Konflik di Timur Tengah Memanas, Seberapa Tangguh Perbankan Indonesia Menghadapinya?
Penulis: Raditya Tri Sulistyo, Mahasiswa Ekonomi Syariah, IPB University
KETEGANGAN bersenjata di Timur Tengah pecah sejak serangan pertama yang dilakukan Amerika Serikat bersama Israel terhadap Iran pada 28 Februari 2026 lalu, hal ini telah menjadi perhatian khusus di seluruh dunia saat ini.
Konflik ini memicu kekhawatiran akan potensi guncangan ekonomi di seluruh dunia, sebab negara-negara di Timur Tengah seperti Irak, Kuwait, dan Arab Saudi merupakan negara dengan pemilik cadangan minyak terbesar di dunia.
Ketegangan berpotensi meluas setelah Iran menyatakan ancaman untuk melakukan blokade pada Selat Hormuz. Perlu diketahui bahwa Selat Hormuz berada di kawasan Timur Tengah, tepatnya adalah laut sempit di antara wilayah Iran dan Oman.
Selat ini menghubungkan Teluk Persia dengan Teluk Oman dan Laut Arab. Selat ini menjadi objek vital berupa jalur perdagangan minyak mentah paling krusial di dunia yang mencakup sekitar 25% suplai minyak dunia. Sehingga apabila terjadi ketegangan atau konflik di area ini, maka aktivitas ekspor energi berpotensi mengalami kesulitan yang akan mengganggu keseimbangan ekonomi yaitu penawaran dan permintaan pasar energi.
Kawasan Timur Tengah menyumbang sekitar 40% pasokan minyak dunia, menjadikannya faktor penentu utama stabilitas pasar energi global. Data dari Refinitiv menunjukan, pada 2 Januari 2026 harga minyak brent masih berada pada kisaran USD 60,75/barel. Pada 26 Februari hingga 12 Maret 2026, harga minyak brent melonjak drastis hingga menyentuh USD 100/barel.
Begitu pula dengan minyak WTI yang saat ini menyentuh USD 94,21/barel. Blokade Selat Hormuz menyebabkan kapal-kapal tanker, terutama yang terafiliasi dengan Amerika dan Israel tidak bisa mengirimkan minyak dari negara-negara seperti Kuwait, Oman, dan Qatar.

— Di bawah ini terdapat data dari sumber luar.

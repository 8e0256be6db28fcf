//! Certificate authority interface
//!
//! The CA's REST client lives outside this crate; the orchestrator only needs
//! enroll and register.

use async_trait::async_trait;
use serde::{Deserialize, Serialize};

use crate::identity::UserContext;
use crate::types::Result;

/// Caller-facing enrollment request
#[derive(Debug, Clone, PartialEq, Eq, Serialize, Deserialize)]
#[serde(rename_all = "camelCase")]
pub struct EnrollmentRequest {
    #[serde(rename = "enrollmentID")]
    pub enrollment_id: String,
    pub enrollment_secret: String,
}

/// What is sent to the CA; `csr` is absent when the CA generates the key
#[derive(Debug, Clone, PartialEq, Eq, Serialize)]
#[serde(rename_all = "camelCase")]
pub struct CaEnrollRequest {
    #[serde(rename = "enrollmentID")]
    pub enrollment_id: String,
    pub enrollment_secret: String,
    #[serde(skip_serializing_if = "Option::is_none")]
    pub csr: Option<String>,
}

/// Issued certificate, plus the private key PEM if the CA generated one
#[derive(Debug, Clone, PartialEq, Eq, Deserialize)]
#[serde(rename_all = "camelCase")]
pub struct EnrollmentResponse {
    pub certificate: String,
    #[serde(default)]
    pub private_key: Option<String>,
}

#[derive(Debug, Clone, PartialEq, Eq, Serialize, Deserialize)]
pub struct KeyValueAttribute {
    pub name: String,
    pub value: String,
    #[serde(default)]
    pub ecert: bool,
}

#[derive(Debug, Clone, Default, PartialEq, Eq, Serialize, Deserialize)]
#[serde(rename_all = "camelCase")]
pub struct RegistrationRequest {
    #[serde(rename = "enrollmentID")]
    pub enrollment_id: String,
    #[serde(default, skip_serializing_if = "Option::is_none")]
    pub enrollment_secret: Option<String>,
    #[serde(default, skip_serializing_if = "Option::is_none")]
    pub role: Option<String>,
    pub affiliation: String,
    #[serde(default, skip_serializing_if = "Option::is_none")]
    pub max_enrollments: Option<u32>,
    #[serde(default)]
    pub attrs: Vec<KeyValueAttribute>,
}

#[async_trait]
pub trait CertificateAuthority: Send + Sync {
    async fn enroll(&self, request: &CaEnrollRequest) -> Result<EnrollmentResponse>;

    /// Register a new identity; returns its enrollment secret
    async fn register(&self, request: &RegistrationRequest, registrar: &UserContext) -> Result<String>;
}
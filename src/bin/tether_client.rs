//! Tether client - holder side of the tethered signer
//!
//! Keeps P-256/P-384 keys in a wallet folder and answers signing requests
//! from a custody gateway.
//!
//! Usage:
//!   tether-client new-key phone --curve p256
//!   tether-client get-pkh phone
//!   tether-client register http://localhost:8090 phone
//!   tether-client connect ws://localhost:8090/signer <session-id> --key phone
//!
//! Environment variables:
//!   TETHER_WALLET - wallet folder (default: ./wallet)

use std::path::PathBuf;

use anyhow::Context;
use clap::{Parser, Subcommand};
use serde_json::json;
use tracing::info;

use fabric_custody::crypto::Curve;
use fabric_custody::logging;
use fabric_custody::tethered::{KeyWallet, TetheredSignerClient};

#[derive(Parser, Debug)]
#[command(name = "tether-client")]
#[command(about = "Holder-side key wallet and signer for tethered identities")]
#[command(version)]
struct Args {
    /// Wallet folder
    #[arg(long, env = "TETHER_WALLET", default_value = "./wallet")]
    wallet: PathBuf,

    /// Log level (trace, debug, info, warn, error)
    #[arg(long, env = "LOG_LEVEL", default_value = "info")]
    log_level: String,

    #[command(subcommand)]
    command: Command,
}

#[derive(Subcommand, Debug)]
enum Command {
    /// Generate a new key
    NewKey {
        name: String,
        #[arg(long, default_value = "p256")]
        curve: Curve,
    },
    /// Print the public key hex of a key
    GetPkh { name: String },
    /// List wallet keys
    List,
    /// Ask a gateway for a sessionId bound to a key
    Register {
        /// Gateway base URL, e.g. http://localhost:8090
        gateway_url: String,
        name: String,
    },
    /// Open the signer connection and answer digests until it closes
    Connect {
        /// Signer endpoint, e.g. ws://localhost:8090/signer
        url: String,
        session_id: String,
        #[arg(long, default_value = "default")]
        key: String,
    },
}

#[tokio::main]
async fn main() -> anyhow::Result<()> {
    let _ = dotenvy::dotenv();
    let args = Args::parse();
    logging::init(&args.log_level, false);

    let wallet = KeyWallet::open(&args.wallet)
        .await
        .with_context(|| format!("opening wallet {}", args.wallet.display()))?;

    match args.command {
        Command::NewKey { name, curve } => {
            let info = wallet.create(&name, curve).await?;
            println!("{}", serde_json::to_string_pretty(&info)?);
        }
        Command::GetPkh { name } => {
            println!("{}", wallet.public_key_hex(&name).await?);
        }
        Command::List => {
            for key in wallet.list().await? {
                println!("{}\t{}\t{}", key.name, key.curve, key.pub_key_hex);
            }
        }
        Command::Register { gateway_url, name } => {
            let pub_key_hex = wallet.public_key_hex(&name).await?;
            let url = format!("{}/sessions", gateway_url.trim_end_matches('/'));
            let response = reqwest::Client::new()
                .post(&url)
                .json(&json!({ "pubKeyHex": pub_key_hex }))
                .send()
                .await
                .with_context(|| format!("POST {url}"))?;
            let status = response.status();
            let body: serde_json::Value = response.json().await?;
            if !status.is_success() {
                anyhow::bail!("gateway answered {}: {}", status, body["error"]);
            }
            let session_id = body["sessionId"]
                .as_str()
                .context("gateway response has no sessionId")?;
            println!("{session_id}");
        }
        Command::Connect {
            url,
            session_id,
            key,
        } => {
            let holder_key = wallet.load(&key).await?;
            let client = TetheredSignerClient::new(holder_key);
            let connection = client.connect(&url, &session_id).await?;

            tokio::select! {
                result = connection.serve() => {
                    let signed = result?;
                    info!("Connection closed after {} signature(s)", signed);
                }
                _ = tokio::signal::ctrl_c() => {
                    info!("Interrupted");
                }
            }
        }
    }

    Ok(())
}
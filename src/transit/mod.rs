//! Transit secrets engine backend
//!
//! [`TransitClient`] speaks the engine's HTTP API; [`TransitKey`] presents one
//! named key as a [`crate::identity::Key`].

pub mod client;
pub mod key;

pub use client::{TransitClient, TransitConfig};
pub use key::TransitKey;
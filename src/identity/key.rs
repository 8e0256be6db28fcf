//! The Key capability
//!
//! Every custody backend (in-process, transit, tethered) is exposed through
//! the same four operations. The ledger SDK additionally expects a handful of
//! introspection methods that mean nothing for a key held elsewhere; those
//! live on [`SdkKey`] and always fail with `UnsupportedOperation`.

use std::fmt;
use std::sync::Arc;

use async_trait::async_trait;
use serde::{Deserialize, Serialize};

use crate::crypto::{assemble_csr, build_csr_tbs, digest, Curve, PublicKey, SignatureAlgorithm};
use crate::types::{CustodyError, Result};

/// Where the private key material lives
#[derive(Debug, Clone, Copy, PartialEq, Eq, Hash, Serialize, Deserialize)]
pub enum BackendKind {
    Local,
    Transit,
    Tethered,
}

impl fmt::Display for BackendKind {
    fn fmt(&self, f: &mut fmt::Formatter<'_>) -> fmt::Result {
        match self {
            Self::Local => f.write_str("local"),
            Self::Transit => f.write_str("transit"),
            Self::Tethered => f.write_str("tethered"),
        }
    }
}

/// Immutable description of a signing key, fixed at construction
#[derive(Debug, Clone, PartialEq, Eq)]
pub struct SigningKeyHandle {
    /// Transit key name, or public key hex for tethered/local keys
    pub identifier: String,
    pub backend: BackendKind,
    pub curve: Curve,
}

/// Uniform signing capability
#[async_trait]
pub trait Key: Send + Sync {
    fn handle(&self) -> &SigningKeyHandle;

    /// Sign a SHA-256 digest; returns a canonical (low-S) DER signature
    async fn sign(&self, digest: &[u8]) -> Result<Vec<u8>>;

    async fn public_key(&self) -> Result<PublicKey>;

    /// Build and sign a PKCS#10 request for `CN=<common_name>`
    async fn generate_csr(&self, common_name: &str) -> Result<String> {
        let public_key = self.public_key().await?;
        if public_key.curve() != self.handle().curve {
            return Err(CustodyError::UnsupportedCurve(format!(
                "key {} reports a {} public key but was opened as {}",
                self.handle().identifier,
                public_key.curve(),
                self.handle().curve
            )));
        }

        let tbs = build_csr_tbs(&public_key, common_name)?;
        let signature = self.sign(&digest(&tbs)).await?;
        assemble_csr(&tbs, &signature, SignatureAlgorithm::EcdsaWithSha256)
    }

    async fn rotate(&self) -> Result<()>;
}

/// Adapter presenting a [`Key`] in the shape the ledger SDK expects
#[derive(Clone)]
pub struct SdkKey {
    inner: Arc<dyn Key>,
}

impl SdkKey {
    pub fn new(inner: Arc<dyn Key>) -> Self {
        Self { inner }
    }

    pub fn key(&self) -> &Arc<dyn Key> {
        &self.inner
    }

    pub async fn sign(&self, digest: &[u8]) -> Result<Vec<u8>> {
        self.inner.sign(digest).await
    }

    pub async fn public_key(&self) -> Result<PublicKey> {
        self.inner.public_key().await
    }

    pub fn ski(&self) -> Result<String> {
        Err(self.unsupported("ski"))
    }

    pub fn raw_handle(&self) -> Result<String> {
        Err(self.unsupported("raw_handle"))
    }

    pub fn is_symmetric(&self) -> Result<bool> {
        Err(self.unsupported("is_symmetric"))
    }

    pub fn is_private(&self) -> Result<bool> {
        Err(self.unsupported("is_private"))
    }

    pub fn to_bytes(&self) -> Result<Vec<u8>> {
        Err(self.unsupported("to_bytes"))
    }

    fn unsupported(&self, method: &str) -> CustodyError {
        let handle = self.inner.handle();
        CustodyError::UnsupportedOperation(format!(
            "{} is not available for {} key {}",
            method, handle.backend, handle.identifier
        ))
    }
}

impl fmt::Debug for SdkKey {
    fn fmt(&self, f: &mut fmt::Formatter<'_>) -> fmt::Result {
        f.debug_struct("SdkKey")
            .field("handle", self.inner.handle())
            .finish()
    }
}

Iran juga beberapa kali meluncurkan serangan balasan pada pangkalan militer dan instalasi energi milik Amerika yang ada di beberapa negara di Timur Tengah. Gangguan produksi dan distribusi ini lah yang menyebabkan kenaikan harga minyak di seluruh dunia mengalami kenaikan.